■ Saved data entries
━━━━━━━━━━━━━━━━

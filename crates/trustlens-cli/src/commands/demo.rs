//! Demo command implementation.

use crate::error::Result;
use crate::output::Formatter;
use trustlens_agent::{Agent, AgentReport};
use trustlens_domain::AnalysisInput;

/// A built-in sample input.
pub struct Sample {
    /// Page title
    pub title: &'static str,
    /// Source URL
    pub url: &'static str,
    /// Content text
    pub content: &'static str,
}

/// Institutional study, sensational social post, social photo claim.
pub const SAMPLES: &[Sample] = &[
    Sample {
        title: "Harvard Study Shows Medical Breakthrough",
        url: "https://news.harvard.edu/gazette/story/study",
        content: "A recent study from Harvard Medical School shows significant results in medical research. According to researchers, the findings demonstrate clear benefits. The research was published in a peer-reviewed journal.",
    },
    Sample {
        title: "Shocking Discovery",
        url: "https://facebook.com/posts/123",
        content: "SHOCKING!!! You won't believe what they found!!! This secret will change everything!!! Click now before it's too late!!!",
    },
    Sample {
        title: "Rally Photo",
        url: "https://twitter.com/user/status/123",
        content: "This photo shows what happened yesterday at the rally. The image proves that thousands attended.",
    },
];

/// Execute the demo command.
pub fn execute_demo(agent: &Agent, formatter: &Formatter) -> Result<()> {
    println!("{}", formatter.format_reports(&run_demo(agent))?);
    Ok(())
}

/// Analyze every sample, keyed by its title.
pub fn run_demo(agent: &Agent) -> Vec<(String, AgentReport)> {
    SAMPLES
        .iter()
        .map(|sample| {
            let input = AnalysisInput::new(sample.content)
                .with_url(sample.url)
                .with_title(sample.title);
            (sample.title.to_string(), agent.analyze(&input, None))
        })
        .collect()
}

#[cfg(test)]
mod tests {
    use super::*;

    #[test]
    fn test_demo_scores() {
        let agent = Agent::new();
        let reports = run_demo(&agent);

        let scores: Vec<u8> = reports.iter().map(|(_, r)| r.result.trust_score).collect();
        assert_eq!(scores, vec![99, 13, 15]);
        assert_eq!(reports[0].0, "Harvard Study Shows Medical Breakthrough");
        assert_eq!(agent.evaluator().len(), 3);
    }
}
//! Error types for the CLI application.

use thiserror::Error;

/// Result type alias for CLI operations.
pub type Result<T> = std::result::Result<T, CliError>;

/// CLI-specific errors.
#[derive(Debug, Error)]
pub enum CliError {
    /// Configuration error
    #[error("Configuration error: {0}")]
    Config(String),

    /// Agent error
    #[error(transparent)]
    Agent(#[from] trustlens_agent::AgentError),

    /// I/O error
    #[error("I/O error: {0}")]
    Io(#[from] std::io::Error),

    /// Serialization error
    #[error("Serialization error: {0}")]
    Serialization(#[from] serde_json::Error),

    /// TOML parsing error
    #[error("TOML parsing error: {0}")]
    Toml(#[from] toml::de::Error),
}
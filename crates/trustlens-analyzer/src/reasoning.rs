//! Narrative reasoning built from signals, score and claim count

use trustlens_domain::{trust_label, Reasoning, ReasoningStep, SignalSet};

/// Fixed description of how every analysis is performed
pub const METHODOLOGY: &str = "This analysis uses rule-based heuristics including linguistic pattern matching, domain reputation scoring, and structural analysis. It does not rely on external APIs or AI models, making it fully deterministic and privacy-preserving.";

/// Closing sentence appended to every summary
pub const CLOSING_RECOMMENDATION: &str = "Always verify claims through multiple independent sources.";

/// Build the three-step reasoning for a completed analysis
pub fn generate_reasoning(signals: &SignalSet, trust_score: u8, claim_count: usize) -> Reasoning {
    let plural = if claim_count == 1 { "" } else { "s" };

    let steps = vec![
        ReasoningStep::new(
            1,
            "Content Extraction",
            "Analyzed text content and linguistic patterns",
            format!("Extracted {} verifiable claim{} from content", claim_count, plural),
        ),
        ReasoningStep::new(
            2,
            "Signal Analysis",
            "Evaluated multiple credibility indicators",
            signal_summary(signals),
        ),
        ReasoningStep::new(
            3,
            "Trust Score Calculation",
            "Computed weighted score from all signals",
            format!("Final trust score: {}/100 ({})", trust_score, trust_label(trust_score)),
        ),
    ];

    Reasoning {
        steps,
        summary: summary(signals, trust_score),
        methodology: METHODOLOGY.to_string(),
    }
}

/// Comma-separated description of the notable signals
pub fn signal_summary(signals: &SignalSet) -> String {
    let mut points = Vec::new();

    if signals.domain_reputation > 80 {
        points.push("High-reputation source");
    } else if signals.domain_reputation < 40 {
        points.push("Lower-reputation platform");
    }

    if signals.source_presence > 4 {
        points.push("Well-sourced");
    } else if signals.source_presence < 2 {
        points.push("Limited sourcing");
    }

    if signals.emotional_density > 2.0 {
        points.push("High emotional language");
    }

    if signals.sensational_punctuation > 5.0 {
        points.push("Sensational presentation");
    }

    if points.is_empty() {
        "Standard content patterns detected".to_string()
    } else {
        points.join(", ")
    }
}

/// Score-banded opening, specific concerns, then the closing recommendation
pub fn summary(signals: &SignalSet, trust_score: u8) -> String {
    let mut summary = String::from(match trust_score {
        75.. => "Content appears credible with good sourcing and minimal sensationalism. ",
        50..=74 => "Content has mixed credibility signals. Some concerns present but not definitively problematic. ",
        25..=49 => "Content shows multiple warning signs including sensational language or limited sourcing. ",
        _ => "Content exhibits significant credibility concerns. Exercise extreme caution. ",
    });

    if signals.emotional_density > 2.0 {
        summary.push_str("High emotional language detected. ");
    }
    if signals.source_presence < 2 {
        summary.push_str("Limited external source attribution. ");
    }
    if signals.domain_reputation < 40 {
        summary.push_str("Content from platform with limited editorial oversight. ");
    }

    summary.push_str(CLOSING_RECOMMENDATION);
    summary
}
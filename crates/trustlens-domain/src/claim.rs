//! Claim module - sentences that assert a checkable fact

use serde::{Deserialize, Serialize};
use std::fmt;

/// Verification status assigned to an extracted claim
///
/// The status is a heuristic label derived from the wording of the sentence,
/// not the outcome of any external fact check.
#[derive(Debug, Clone, Copy, PartialEq, Eq, Hash, Serialize, Deserialize)]
#[serde(rename_all = "lowercase")]
pub enum ClaimStatus {
    /// Attributed to a study, research or named source
    Verified,

    /// No attribution, or hedged wording
    Unverified,

    /// Strong assertion without hedging
    Disputed,

    /// Sensational wording
    Misleading,
}

impl ClaimStatus {
    /// Get the status name as a string
    pub fn as_str(&self) -> &'static str {
        match self {
            ClaimStatus::Verified => "verified",
            ClaimStatus::Unverified => "unverified",
            ClaimStatus::Disputed => "disputed",
            ClaimStatus::Misleading => "misleading",
        }
    }
}

impl fmt::Display for ClaimStatus {
    fn fmt(&self, f: &mut fmt::Formatter<'_>) -> fmt::Result {
        f.write_str(self.as_str())
    }
}

/// A claim extracted from analyzed content
#[derive(Debug, Clone, PartialEq, Eq, Serialize, Deserialize)]
pub struct Claim {
    /// 1-based position in extraction order
    pub id: u32,

    /// Sentence text, truncated to the configured limit
    pub text: String,

    /// Heuristic verification status
    pub status: ClaimStatus,

    /// Confidence in the claim (0-100)
    pub confidence: u8,

    /// Descriptions of the kinds of sources the sentence mentions
    pub sources: Vec<String>,

    /// Fixed explanation keyed by status
    pub reasoning: String,
}

impl Claim {
    /// Create a new claim
    pub fn new(
        id: u32,
        text: impl Into<String>,
        status: ClaimStatus,
        confidence: u8,
        sources: Vec<String>,
        reasoning: impl Into<String>,
    ) -> Self {
        Self {
            id,
            text: text.into(),
            status,
            confidence: confidence.min(100),
            sources,
            reasoning: reasoning.into(),
        }
    }
}
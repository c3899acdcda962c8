//! Agent error types

use thiserror::Error;

/// Errors that can occur in agent operations
#[derive(Error, Debug)]
pub enum AgentError {
    /// Decision payload is not valid JSON
    #[error("Decision error: {0}")]
    Decision(String),

    /// Analyzer configuration error
    #[error("Analyzer error: {0}")]
    Analyzer(#[from] trustlens_analyzer::AnalyzerError),
}

impl From<serde_json::Error> for AgentError {
    fn from(e: serde_json::Error) -> Self {
        AgentError::Decision(e.to_string())
    }
}
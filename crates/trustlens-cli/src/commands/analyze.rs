//! Analyze command implementation.

use crate::cli::AnalyzeArgs;
use crate::error::Result;
use crate::output::Formatter;
use std::fs;
use std::io::Read;
use tracing::debug;
use trustlens_agent::{Agent, AgentDecision, AgentReport};
use trustlens_domain::AnalysisInput;

/// Execute the analyze command.
pub fn execute_analyze(args: AnalyzeArgs, agent: &Agent, formatter: &Formatter) -> Result<()> {
    let report = run_analyze(args, agent, std::io::stdin().lock())?;

    if report.result.metadata.content_length == 0 {
        eprintln!("{}", formatter.warning("No content supplied"));
    }
    println!("{}", formatter.format_report(&report)?);

    Ok(())
}

/// Build the input, parse the decision and run the agent.
///
/// `stdin` is only read when neither inline text nor a file was given.
pub fn run_analyze(args: AnalyzeArgs, agent: &Agent, stdin: impl Read) -> Result<AgentReport> {
    let content = read_content(args.text, args.file.as_deref(), stdin)?;
    debug!(chars = content.chars().count(), "Read content");

    let mut input = AnalysisInput::new(content);
    if let Some(url) = args.url {
        input = input.with_url(url);
    }
    if let Some(title) = args.title {
        input = input.with_title(title);
    }

    let decision = args
        .decision
        .as_deref()
        .map(AgentDecision::from_json)
        .transpose()?;

    Ok(agent.analyze(&input, decision.as_ref()))
}

fn read_content(
    text: Option<String>,
    file: Option<&std::path::Path>,
    mut stdin: impl Read,
) -> Result<String> {
    if let Some(text) = text {
        return Ok(text);
    }
    if let Some(path) = file {
        return Ok(fs::read_to_string(path)?);
    }

    let mut buf = String::new();
    stdin.read_to_string(&mut buf)?;
    Ok(buf.trim_end_matches(['\r', '\n']).to_string())
}

#[cfg(test)]
mod tests {
    use super::*;
    use crate::error::CliError;
    use std::io::Cursor;
    use tempfile::NamedTempFile;

    fn args() -> AnalyzeArgs {
        AnalyzeArgs {
            text: None,
            file: None,
            url: None,
            title: None,
            decision: None,
        }
    }

    #[test]
    fn test_inline_text() {
        let agent = Agent::new();
        let args = AnalyzeArgs {
            text: Some("This photo shows what happened yesterday at the rally.".to_string()),
            url: Some("https://twitter.com/user/status/123".to_string()),
            ..args()
        };
        let report = run_analyze(args, &agent, Cursor::new("ignored")).unwrap();
        assert_eq!(report.result.url, "https://twitter.com/user/status/123");
        assert_eq!(report.result.claims.len(), 1);
    }

    #[test]
    fn test_stdin_trailing_newline_stripped() {
        let agent = Agent::new();
        let report = run_analyze(args(), &agent, Cursor::new("A short note.\n")).unwrap();
        assert_eq!(report.result.metadata.content_length, 13);
    }

    #[test]
    fn test_file_input() {
        use std::io::Write;
        let mut file = NamedTempFile::new().unwrap();
        write!(file, "The committee was formed in the spring of last year.").unwrap();

        let agent = Agent::new();
        let args = AnalyzeArgs {
            file: Some(file.path().to_path_buf()),
            ..args()
        };
        let report = run_analyze(args, &agent, Cursor::new("")).unwrap();
        assert_eq!(report.result.claims[0].text, "The committee was formed in the spring of last year");
    }

    #[test]
    fn test_missing_file() {
        let agent = Agent::new();
        let args = AnalyzeArgs {
            file: Some("/nonexistent/trustlens/input.txt".into()),
            ..args()
        };
        assert!(matches!(
            run_analyze(args, &agent, Cursor::new("")),
            Err(CliError::Io(_))
        ));
    }

    #[test]
    fn test_decision_applied() {
        let agent = Agent::new();
        let args = AnalyzeArgs {
            text: Some("A short note.".to_string()),
            decision: Some(r#"{"decision": "Rejected"}"#.to_string()),
            ..args()
        };
        let report = run_analyze(args, &agent, Cursor::new("")).unwrap();
        assert_eq!(report.result.confidence_label, "Rejected");
    }

    #[test]
    fn test_invalid_decision_json() {
        let agent = Agent::new();
        let args = AnalyzeArgs {
            text: Some("A short note.".to_string()),
            decision: Some("{not json".to_string()),
            ..args()
        };
        assert!(matches!(
            run_analyze(args, &agent, Cursor::new("")),
            Err(CliError::Agent(_))
        ));
    }

    #[test]
    fn test_empty_stdin() {
        let agent = Agent::new();
        let report = run_analyze(args(), &agent, Cursor::new("")).unwrap();
        assert_eq!(report.result.confidence_label, "No Analysis");
    }
}
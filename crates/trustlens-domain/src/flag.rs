//! Advisory flags surfaced alongside a trust score

use serde::{Deserialize, Serialize};

/// Severity of a flag
#[derive(Debug, Clone, Copy, PartialEq, Eq, Hash, Serialize, Deserialize)]
#[serde(rename_all = "lowercase")]
pub enum FlagType {
    /// Pattern that lowers credibility
    Warning,
    /// Neutral or positive observation
    Info,
}

impl FlagType {
    /// Get the type name as a string
    pub fn as_str(&self) -> &'static str {
        match self {
            FlagType::Warning => "warning",
            FlagType::Info => "info",
        }
    }
}

/// A credibility-relevant pattern detected in the content
#[derive(Debug, Clone, PartialEq, Eq, Serialize, Deserialize)]
pub struct Flag {
    /// Severity
    #[serde(rename = "type")]
    pub flag_type: FlagType,

    /// Short category name, e.g. "Emotional Language"
    pub category: String,

    /// One-line description
    pub description: String,

    /// Advice for the reader
    pub details: String,
}

impl Flag {
    /// Create a new flag
    pub fn new(
        flag_type: FlagType,
        category: impl Into<String>,
        description: impl Into<String>,
        details: impl Into<String>,
    ) -> Self {
        Self {
            flag_type,
            category: category.into(),
            description: description.into(),
            details: details.into(),
        }
    }

    /// Whether this flag is a warning
    pub fn is_warning(&self) -> bool {
        self.flag_type == FlagType::Warning
    }
}

#[cfg(test)]
mod tests {
    use super::*;

    #[test]
    fn test_flag_serializes_type_field() {
        let flag = Flag::new(FlagType::Info, "Reputable Source", "d", "x");
        let json = serde_json::to_value(&flag).unwrap();
        assert_eq!(json["type"], "info");
        assert_eq!(json["category"], "Reputable Source");
        assert!(!flag.is_warning());
    }
}
//! TrustLens CLI - Command-line interface for the TrustLens content analyzer.

use anyhow::Context;
use clap::Parser;
use trustlens_agent::Agent;
use trustlens_cli::commands;
use trustlens_cli::{Cli, Command, Config, Formatter};

fn main() {
    if let Err(e) = run() {
        eprintln!("Error: {:#}", e);
        std::process::exit(1);
    }
}

fn run() -> anyhow::Result<()> {
    // Parse CLI arguments
    let cli = Cli::parse();

    init_tracing(cli.verbose)?;

    // Load config, falling back to defaults when no file exists
    let config = match &cli.config {
        Some(path) => Config::load_from(path)
            .with_context(|| format!("failed to load config from {}", path.display()))?,
        None => Config::load().context("failed to load config")?,
    };

    // Determine output format
    let format = cli
        .format
        .map(Into::into)
        .unwrap_or(config.settings.format);

    // Determine color setting
    let color_enabled = !cli.no_color && config.settings.color;

    // Create formatter
    let formatter = Formatter::new(format, color_enabled);

    let agent = Agent::with_config(config.analyzer_config())?;

    // Handle commands
    match cli.command {
        Command::Analyze(args) => commands::execute_analyze(args, &agent, &formatter)?,
        Command::Agent => commands::execute_agent(&agent, &formatter)?,
        Command::Demo => commands::execute_demo(&agent, &formatter)?,
    }

    Ok(())
}

fn init_tracing(verbose: u8) -> anyhow::Result<()> {
    let level = match verbose {
        0 => "warn",
        1 => "info",
        _ => "debug",
    };

    let filter = tracing_subscriber::EnvFilter::try_from_default_env()
        .unwrap_or_else(|_| tracing_subscriber::EnvFilter::new(level));

    // Log to stderr so stdout carries only the report
    tracing_subscriber::fmt()
        .with_writer(std::io::stderr)
        .with_env_filter(filter)
        .try_init()
        .map_err(|error| anyhow::anyhow!("failed to initialize tracing subscriber: {error}"))?;

    Ok(())
}
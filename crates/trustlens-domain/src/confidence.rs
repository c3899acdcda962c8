//! Confidence bands derived from the trust score

/// Four-band classification of a trust score
///
/// - High: 80 and above
/// - Moderate: 60 to 79
/// - Low: 40 to 59
/// - VeryLow: below 40
#[derive(Debug, Clone, Copy, PartialEq, Eq, Hash)]
pub enum ConfidenceBand {
    /// Score ≥ 80
    High,
    /// Score ≥ 60
    Moderate,
    /// Score ≥ 40
    Low,
    /// Score < 40
    VeryLow,
}

impl ConfidenceBand {
    /// Classify a trust score
    pub fn from_score(score: u8) -> Self {
        if score >= 80 {
            ConfidenceBand::High
        } else if score >= 60 {
            ConfidenceBand::Moderate
        } else if score >= 40 {
            ConfidenceBand::Low
        } else {
            ConfidenceBand::VeryLow
        }
    }

    /// Title-case label used for the result's `confidence_label`
    pub fn label(&self) -> &'static str {
        match self {
            ConfidenceBand::High => "High Confidence",
            ConfidenceBand::Moderate => "Moderate Confidence",
            ConfidenceBand::Low => "Low Confidence",
            ConfidenceBand::VeryLow => "Very Low Confidence",
        }
    }

    /// Sentence-case label used inside reasoning text
    pub fn trust_label(&self) -> &'static str {
        match self {
            ConfidenceBand::High => "High confidence",
            ConfidenceBand::Moderate => "Moderate confidence",
            ConfidenceBand::Low => "Low confidence",
            ConfidenceBand::VeryLow => "Very low confidence",
        }
    }
}

/// Confidence label for a trust score, e.g. `"Moderate Confidence"`
pub fn confidence_label(score: u8) -> &'static str {
    ConfidenceBand::from_score(score).label()
}

/// Descriptive trust label for a trust score, e.g. `"Moderate confidence"`
pub fn trust_label(score: u8) -> &'static str {
    ConfidenceBand::from_score(score).trust_label()
}

#[cfg(test)]
mod tests {
    use super::*;

    #[test]
    fn test_band_boundaries() {
        assert_eq!(ConfidenceBand::from_score(100), ConfidenceBand::High);
        assert_eq!(ConfidenceBand::from_score(80), ConfidenceBand::High);
        assert_eq!(ConfidenceBand::from_score(79), ConfidenceBand::Moderate);
        assert_eq!(ConfidenceBand::from_score(60), ConfidenceBand::Moderate);
        assert_eq!(ConfidenceBand::from_score(59), ConfidenceBand::Low);
        assert_eq!(ConfidenceBand::from_score(40), ConfidenceBand::Low);
        assert_eq!(ConfidenceBand::from_score(39), ConfidenceBand::VeryLow);
        assert_eq!(ConfidenceBand::from_score(0), ConfidenceBand::VeryLow);
    }

    #[test]
    fn test_labels() {
        assert_eq!(confidence_label(85), "High Confidence");
        assert_eq!(confidence_label(10), "Very Low Confidence");
        assert_eq!(trust_label(65), "Moderate confidence");
        assert_eq!(trust_label(45), "Low confidence");
    }
}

━━━━━━━━━━━━━━━━

■ What the task requires
For the records above, state the number of lines that contain "significant", and provide nothing further.

■ Solution to this exercise
2